**Supplied records**
// SPDX-License-Identifier: BUSL-1.1
// Copyright (c) 2026 Alfred Jean LLC

use super::*;

#[test]
fn capacity_is_clamped_to_at_least_one() {
    assert_eq!(Governor::new(0).capacity(), 1);
    assert_eq!(Governor::new(4).capacity(), 4);
}

#[tokio::test]
async fn permits_bound_concurrent_holders() {
    let governor = Governor::new(2);
    let first = governor.admit().await.unwrap();
    let _second = governor.admit().await.unwrap();
    assert_eq!(governor.available(), 0);

    // A third admit parks until a permit returns.
    let waiting = {
        let governor = governor.clone();
        tokio::spawn(async move { governor.admit().await })
    };
    tokio::time::sleep(std::time::Duration::from_millis(50)).await;
    assert!(!waiting.is_finished());

    drop(first);
    let _third = waiting.await.unwrap().unwrap();
    assert_eq!(governor.available(), 0);
}

#[tokio::test]
async fn admission_is_fifo() {
    let governor = Governor::new(1);
    let held = governor.admit().await.unwrap();

    let (tx, mut rx) = tokio::sync::mpsc::unbounded_channel();
    for n in 0..3 {
        let governor = governor.clone();
        let tx = tx.clone();
        tokio::spawn(async move {
            let permit = governor.admit().await.unwrap();
            let _ = tx.send(n);
            drop(permit);
        });
        // Ensure each waiter queues before the next spawns.
        tokio::time::sleep(std::time::Duration::from_millis(30)).await;
    }

    drop(held);
    let mut order = Vec::new();
    for _ in 0..3 {
        order.push(rx.recv().await.unwrap());
    }
    assert_eq!(order, vec![0, 1, 2]);
}

#[tokio::test]
async fn clones_share_the_same_pool() {
    let governor = Governor::new(1);
    let other = governor.clone();
    let _permit = governor.admit().await.unwrap();
    assert_eq!(other.available(), 0);
}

**Task**
What you need to do is repeat every record above exactly.

**Solution to this problem**
// SPDX-License-Identifier: BUSL-1.1
// Copyright (c) 2026 Alfred Jean LLC

use super::*;

#[test]
fn capacity_is_clamped_to_at_least_one() {
    assert_eq!(Governor::new(0).capacity(), 1);
    assert_eq!(Governor::new(4).capacity(), 4);
}

#[tokio::test]
async fn permits_bound_concurrent_holders() {
    let governor = Governor::new(2);
    let first = governor.admit().await.unwrap();
    let _second = governor.admit().await.unwrap();
    assert_eq!(governor.available(), 0);

    // A third admit parks until a permit returns.
    let waiting = {
        let governor = governor.clone();
        tokio::spawn(async move { governor.admit().await })
    };
    tokio::time::sleep(std::time::Duration::from_millis(50)).await;
    assert!(!waiting.is_finished());

    drop(first);
    let _third = waiting.await.unwrap().unwrap();
    assert_eq!(governor.available(), 0);
}

#[tokio::test]
async fn admission_is_fifo() {
    let governor = Governor::new(1);
    let held = governor.admit().await.unwrap();

    let (tx, mut rx) = tokio::sync::mpsc::unbounded_channel();
    for n in 0..3 {
        let governor = governor.clone();
        let tx = tx.clone();
        tokio::spawn(async move {
            let permit = governor.admit().await.unwrap();
            let _ = tx.send(n);
            drop(permit);
        });
        // Ensure each waiter queues before the next spawns.
        tokio::time::sleep(std::time::Duration::from_millis(30)).await;
    }

    drop(held);
    let mut order = Vec::new();
    for _ in 0..3 {
        order.push(rx.recv().await.unwrap());
    }
    assert_eq!(order, vec![0, 1, 2]);
}

#[tokio::test]
async fn clones_share_the_same_pool() {
    let governor = Governor::new(1);
    let other = governor.clone();
    let _permit = governor.admit().await.unwrap();
    assert_eq!(other.available(), 0);
}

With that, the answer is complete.